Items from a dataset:
"""
//! Solar geometry for a site
//!
//! Local solar time, solar zenith and the daylight window (sunrise/sunset in
//! solar hours). Used for the radiation received by horizontal surfaces and to
//! key the diurnal mixing-height schedule.
//!
//! # Scientific References
//!
//! - Cooper, P.I. (1969). "The absorption of radiation in solar stills."
//!   Solar Energy, 12(3), 333-346. (declination)
//! - Spencer, J.W. (1971). "Fourier series representation of the position of
//!   the sun." Search, 2(5), 172. (equation of time)

use crate::config::SiteConfig;
use crate::core_types::ClockSnapshot;
use std::f64::consts::PI;

/// Sun position at one instant
#[derive(Debug, Clone, Copy, PartialEq)]
pub struct SunPosition {
    /// Local apparent solar time (hours, 0-24)
    pub solar_hour: f64,
    /// Cosine of the solar zenith angle (negative when the sun is down)
    pub cos_zenith: f64,
}

impl SunPosition {
    /// Solar elevation above the horizon (radians)
    pub fn elevation(&self) -> f64 {
        self.cos_zenith.clamp(-1.0, 1.0).asin()
    }

    pub fn is_up(&self) -> bool {
        self.cos_zenith > 0.0
    }
}

/// Sunrise and sunset in local solar hours
#[derive(Debug, Clone, Copy, PartialEq)]
pub struct DaylightWindow {
    pub sunrise: f64,
    pub sunset: f64,
}

impl DaylightWindow {
    /// Day length in hours
    pub fn length(&self) -> f64 {
        self.sunset - self.sunrise
    }
}

/// Solar declination (radians), Cooper's formula
pub fn declination(day_of_year: u32) -> f64 {
    (23.45 * (2.0 * PI * (284.0 + f64::from(day_of_year)) / 365.0).sin()).to_radians()
}

/// Equation of time (minutes), Spencer's Fourier series
pub fn equation_of_time(day_of_year: u32) -> f64 {
    let b = 2.0 * PI * (f64::from(day_of_year) - 1.0) / 365.0;
    229.18
        * (0.000075 + 0.001868 * b.cos()
            - 0.032077 * b.sin()
            - 0.014615 * (2.0 * b).cos()
            - 0.04089 * (2.0 * b).sin())
}

/// Solar geometry calculator bound to one site
#[derive(Debug, Clone, Copy, PartialEq)]
pub struct SolarGeometry {
    latitude: f64,
    longitude: f64,
    gmt_offset: f64,
}

impl SolarGeometry {
    /// Latitude and longitude in degrees (east positive), GMT offset in hours
    pub fn new(latitude: f64, longitude: f64, gmt_offset: f64) -> Self {
        Self {
            latitude,
            longitude,
            gmt_offset,
        }
    }

    /// Local apparent solar time for a clock time (hours, wrapped to 0-24)
    pub fn solar_hour(&self, clock_hour: f64, day_of_year: u32) -> f64 {
        let longitude_correction = (self.longitude - 15.0 * self.gmt_offset) / 15.0;
        (clock_hour + longitude_correction + equation_of_time(day_of_year) / 60.0).rem_euclid(24.0)
    }

    /// Sun position for the given timestep
    pub fn position(&self, clock: &ClockSnapshot) -> SunPosition {
        let doy = clock.day_of_year();
        let solar_hour = self.solar_hour(clock.hour(), doy);
        let decl = declination(doy);
        let lat = self.latitude.to_radians();
        let hour_angle = (15.0 * (solar_hour - 12.0)).to_radians();
        let cos_zenith = lat.sin() * decl.sin() + lat.cos() * decl.cos() * hour_angle.cos();
        SunPosition {
            solar_hour,
            cos_zenith,
        }
    }

    /// Sunrise/sunset for the day of the timestep.
    ///
    /// Polar night collapses the window to solar noon; polar day spans the
    /// whole 24 hours.
    pub fn daylight(&self, day_of_year: u32) -> DaylightWindow {
        let lat = self.latitude.to_radians();
        let cos_omega = (-lat.tan() * declination(day_of_year).tan()).clamp(-1.0, 1.0);
        let half_day = cos_omega.acos().to_degrees() / 15.0;
        DaylightWindow {
            sunrise: 12.0 - half_day,
            sunset: 12.0 + half_day,
        }
    }
}

impl From<&SiteConfig> for SolarGeometry {
    fn from(site: &SiteConfig) -> Self {
        Self::new(site.latitude, site.longitude, site.gmt_offset)
    }
}
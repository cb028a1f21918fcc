//! Surface energy balance of a site
//!
//! A [`SurfaceElement`] is a layered slab exposed to the atmosphere. Each
//! timestep it balances absorbed solar, net longwave, sensible and latent
//! exchange with the reference air, then conducts the net flux into the slab.
//! Horizontal surfaces additionally carry a water film and a vegetated
//! fraction that partitions part of the absorbed solar into latent and
//! sensible heat during the growing season.

pub mod conductance;
pub mod conduction;

pub use conductance::{ConductanceModel, ExchangeConditions};
pub use conduction::BoundaryCondition;

use crate::config::{positive, GeoParams};
use crate::core_types::{Forcing, Kelvin};
use crate::error::{ensure_finite, Result, UwgError};
use serde::{Deserialize, Serialize};
use tracing::warn;

/// One homogeneous layer of a slab
#[derive(Debug, Clone, Copy, PartialEq, Serialize, Deserialize)]
pub struct MaterialLayer {
    /// Layer thickness (m)
    pub thickness: f64,
    /// Thermal conductivity (W/m·K)
    pub conductivity: f64,
    /// Volumetric heat capacity (J/m³·K)
    pub volumetric_heat_capacity: f64,
}

impl MaterialLayer {
    /// Heat capacity per unit surface area (J/m²·K)
    #[inline]
    pub fn heat_capacity_per_area(&self) -> f64 {
        self.volumetric_heat_capacity * self.thickness
    }

    /// Thermal resistance of the layer (m²K/W)
    #[inline]
    pub fn resistance(&self) -> f64 {
        self.thickness / self.conductivity
    }
}

/// Vegetation type covering part of a surface
#[derive(Debug, Clone, Copy, PartialEq, Eq, Default, Serialize, Deserialize)]
#[serde(rename_all = "snake_case")]
pub enum VegetationKind {
    #[default]
    Grass,
    Tree,
}

/// Static description of a surface
#[derive(Debug, Clone, PartialEq, Serialize, Deserialize)]
#[serde(default)]
pub struct SurfaceConfig {
    pub albedo: f64,
    pub emissivity: f64,
    /// Fraction of the surface covered by vegetation
    pub vegetation_coverage: f64,
    pub vegetation: VegetationKind,
    /// Layers from the exposed face downwards
    pub layers: Vec<MaterialLayer>,
    /// Initial slab temperature; the column's initial air temperature when absent
    pub initial_temperature: Option<Kelvin>,
    /// Horizontal surfaces hold a water film and vegetation
    pub horizontal: bool,
    pub conductance: ConductanceModel,
}

impl SurfaceConfig {
    /// Ten 5 cm asphalt layers
    fn road_layers() -> Vec<MaterialLayer> {
        vec![
            MaterialLayer {
                thickness: 0.05,
                conductivity: 1.0,
                volumetric_heat_capacity: 1.6e6,
            };
            10
        ]
    }

    /// Mostly vegetated ground around a weather station
    pub fn rural() -> Self {
        Self {
            albedo: 0.1,
            emissivity: 0.95,
            vegetation_coverage: 0.9,
            vegetation: VegetationKind::Grass,
            layers: Self::road_layers(),
            initial_temperature: None,
            horizontal: true,
            conductance: ConductanceModel::Jurges,
        }
    }

    /// Urban road with sparse vegetation
    pub fn urban_road() -> Self {
        Self {
            vegetation_coverage: 0.2,
            ..Self::rural()
        }
    }

    /// # Errors
    /// `ConfigurationError` naming `prefix` for out-of-range optical
    /// properties or an empty or non-physical layer stack.
    pub fn validate(&self, prefix: &'static str) -> Result<()> {
        for value in [self.albedo, self.emissivity, self.vegetation_coverage] {
            if !(0.0..=1.0).contains(&value) {
                return Err(UwgError::configuration(
                    prefix,
                    format!("albedo, emissivity and vegetation coverage must lie in 0-1, got {value}"),
                ));
            }
        }
        if self.layers.is_empty() {
            return Err(UwgError::configuration(prefix, "surface needs at least one layer"));
        }
        for layer in &self.layers {
            positive(prefix, layer.thickness)?;
            positive(prefix, layer.conductivity)?;
            positive(prefix, layer.volumetric_heat_capacity)?;
        }
        if let ConductanceModel::LogLaw { stability } = self.conductance {
            if !stability.is_finite() || stability < 0.0 {
                return Err(UwgError::configuration(prefix, "log-law stability factor must be non-negative"));
            }
        }
        Ok(())
    }
}

impl Default for SurfaceConfig {
    fn default() -> Self {
        Self::rural()
    }
}

/// Air the surface exchanges heat and moisture with
#[derive(Debug, Clone, Copy, PartialEq)]
pub struct ReferenceAir {
    /// Specific humidity (kg/kg)
    pub humidity: f64,
    pub temperature: Kelvin,
    /// Wind speed (m/s)
    pub wind_speed: f64,
}

/// Published surface state, rewritten by every flux update
#[derive(Debug, Clone, Copy, PartialEq, Default, Serialize, Deserialize)]
pub struct SurfaceState {
    /// Convective heat transfer coefficient (W/m²K)
    pub aero_conductance: f64,
    /// Water film thickness (m)
    pub water_storage: f64,
    /// Absorbed solar (W/m²)
    pub solar_absorbed: f64,
    /// Latent heat flux (W/m²)
    pub latent: f64,
    /// Sensible heat flux (W/m²)
    pub sensible: f64,
    /// Net longwave (W/m²)
    pub infrared: f64,
    /// Net flux into the slab at the exposed face (W/m²)
    pub net_flux: f64,
    /// Exposed-face temperature (K)
    pub surface_temperature: f64,
    /// Bottom-layer temperature (K)
    pub interior_temperature: f64,
}

/// Inputs of one flux update besides the reference air
#[derive(Debug, Clone, Copy)]
pub struct FluxDrivers<'a> {
    pub forcing: &'a Forcing,
    pub geo: &'a GeoParams,
    pub month: u32,
    pub dt: f64,
    /// Solar received by the surface (W/m²)
    pub received_solar: f64,
    /// Roughness length of the site (m)
    pub roughness: f64,
    pub boundary: BoundaryCondition,
    /// Interior heat flux into the bottom layer (W/m²), used with [`BoundaryCondition::Flux`]
    pub internal_flux: f64,
}

/// Layered slab with its energy-balance state
#[derive(Debug, Clone)]
pub struct SurfaceElement {
    config: SurfaceConfig,
    layer_temperatures: Vec<f64>,
    state: SurfaceState,
}

impl SurfaceElement {
    pub fn new(config: SurfaceConfig, air_temperature: Kelvin) -> Self {
        let initial = *config.initial_temperature.unwrap_or(air_temperature);
        let layer_temperatures = vec![initial; config.layers.len()];
        let state = SurfaceState {
            surface_temperature: initial,
            interior_temperature: initial,
            ..SurfaceState::default()
        };
        Self {
            config,
            layer_temperatures,
            state,
        }
    }

    pub fn config(&self) -> &SurfaceConfig {
        &self.config
    }

    pub fn state(&self) -> &SurfaceState {
        &self.state
    }

    pub fn layer_temperatures(&self) -> &[f64] {
        &self.layer_temperatures
    }

    /// Seed the water film, clamped to what the surface can hold
    pub fn set_water_storage(&mut self, depth: f64, geo: &GeoParams) {
        self.state.water_storage = depth.clamp(0.0, geo.wg_max);
    }

    /// Advance the energy balance and the slab by one timestep.
    ///
    /// # Errors
    /// `NumericalError` for a non-physical wind or any non-finite flux or
    /// layer temperature.
    pub fn update(&mut self, air: &ReferenceAir, drivers: &FluxDrivers<'_>) -> Result<&SurfaceState> {
        let geo = drivers.geo;
        let constants = &geo.constants;
        let forcing = drivers.forcing;
        let ts = self.layer_temperatures[0];
        let tref = *air.temperature;

        // Moist-air density (kg/m³)
        let density = *forcing.pressure / (1000.0 * 0.287_042 * tref * (1.0 + 1.607_858 * air.humidity));
        ensure_finite("air density", density)?;

        let h = self.config.conductance.conductance(
            &ExchangeConditions {
                wind_speed: air.wind_speed,
                air_temperature: tref,
                surface_temperature: ts,
                air_density: density,
                roughness: drivers.roughness,
                wind_height: geo.wind_height,
                temperature_height: geo.temp_height,
            },
            constants,
        )?;

        let solar = drivers.received_solar;
        let infrared = self.config.emissivity * (forcing.infrared - constants.sigma * ts.powi(4));
        let albedo = self.config.albedo;

        let (solar_absorbed, latent, vegetation_sensible, water_storage) = if self.config.horizontal {
            let storage = self.water_film(air, drivers, h, density)?;
            let film_latent = storage.evaporation * constants.water_density * constants.lv;

            if geo.is_growing_season(drivers.month) {
                let veg = self.config.vegetation_coverage;
                let latent_fraction = match self.config.vegetation {
                    VegetationKind::Grass => geo.grass_latent_fraction,
                    VegetationKind::Tree => geo.tree_latent_fraction,
                };
                let veg_absorbed = veg * (1.0 - geo.veg_albedo) * solar;
                (
                    (1.0 - veg) * (1.0 - albedo) * solar + veg_absorbed,
                    film_latent + latent_fraction * veg_absorbed,
                    (1.0 - latent_fraction) * veg_absorbed,
                    storage.depth,
                )
            } else {
                ((1.0 - albedo) * solar, film_latent, 0.0, storage.depth)
            }
        } else {
            ((1.0 - albedo) * solar, 0.0, 0.0, 0.0)
        };

        let sensible = vegetation_sensible + h * (ts - tref);
        let net_flux = -sensible + solar_absorbed + infrared - latent;
        ensure_finite("surface net flux", net_flux)?;

        let bottom_value = match drivers.boundary {
            BoundaryCondition::Flux => drivers.internal_flux,
            BoundaryCondition::Temperature => *forcing.deep_temperature,
        };
        let layers = conduction::conduct(
            &self.config.layers,
            &self.layer_temperatures,
            drivers.dt,
            net_flux,
            drivers.boundary,
            bottom_value,
        )?;

        self.layer_temperatures = layers;
        self.state = SurfaceState {
            aero_conductance: h,
            water_storage,
            solar_absorbed,
            latent,
            sensible,
            infrared,
            net_flux,
            surface_temperature: self.layer_temperatures[0],
            interior_temperature: self.layer_temperatures[self.layer_temperatures.len() - 1],
        };
        Ok(&self.state)
    }

    /// Evaporate from the water film and collect precipitation
    fn water_film(
        &self,
        air: &ReferenceAir,
        drivers: &FluxDrivers<'_>,
        conductance: f64,
        density: f64,
    ) -> Result<WaterFilm> {
        let geo = drivers.geo;
        let constants = &geo.constants;
        let dt = drivers.dt;
        let available = self.state.water_storage + dt * drivers.forcing.precipitation;
        if available <= 0.0 {
            return Ok(WaterFilm {
                evaporation: 0.0,
                depth: 0.0,
            });
        }

        let qsat = constants
            .saturation_specific_humidity(self.layer_temperatures[0], *drivers.forcing.pressure);
        let potential = conductance * constants.colburn * density * (qsat - air.humidity)
            / constants.water_density
            / constants.cp;
        let evaporation = ensure_finite("film evaporation", potential)?.min(available / dt);

        let unclamped = available - dt * evaporation;
        let depth = unclamped.clamp(0.0, geo.wg_max);
        if unclamped > geo.wg_max {
            warn!(
                "Water film {:.5}m exceeds capacity, {:.5}m runs off",
                unclamped,
                unclamped - geo.wg_max
            );
        }
        Ok(WaterFilm { evaporation, depth })
    }
}

/// Film evaporation rate (m/s) and the film depth left afterwards (m)
struct WaterFilm {
    evaporation: f64,
    depth: f64,
}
"""
What the task asks: Your task is to retype the entries verbatim, starting with the line that holds "the surface (W/m²)" and stopping after the line that holds "pub fn new(config: SurfaceConfig, air_temperature: Kelvin)".

Output below:
    /// Solar received by the surface (W/m²)
    pub received_solar: f64,
    /// Roughness length of the site (m)
    pub roughness: f64,
    pub boundary: BoundaryCondition,
    /// Interior heat flux into the bottom layer (W/m²), used with [`BoundaryCondition::Flux`]
    pub internal_flux: f64,
}

/// Layered slab with its energy-balance state
#[derive(Debug, Clone)]
pub struct SurfaceElement {
    config: SurfaceConfig,
    layer_temperatures: Vec<f64>,
    state: SurfaceState,
}

impl SurfaceElement {
    pub fn new(config: SurfaceConfig, air_temperature: Kelvin) -> Self {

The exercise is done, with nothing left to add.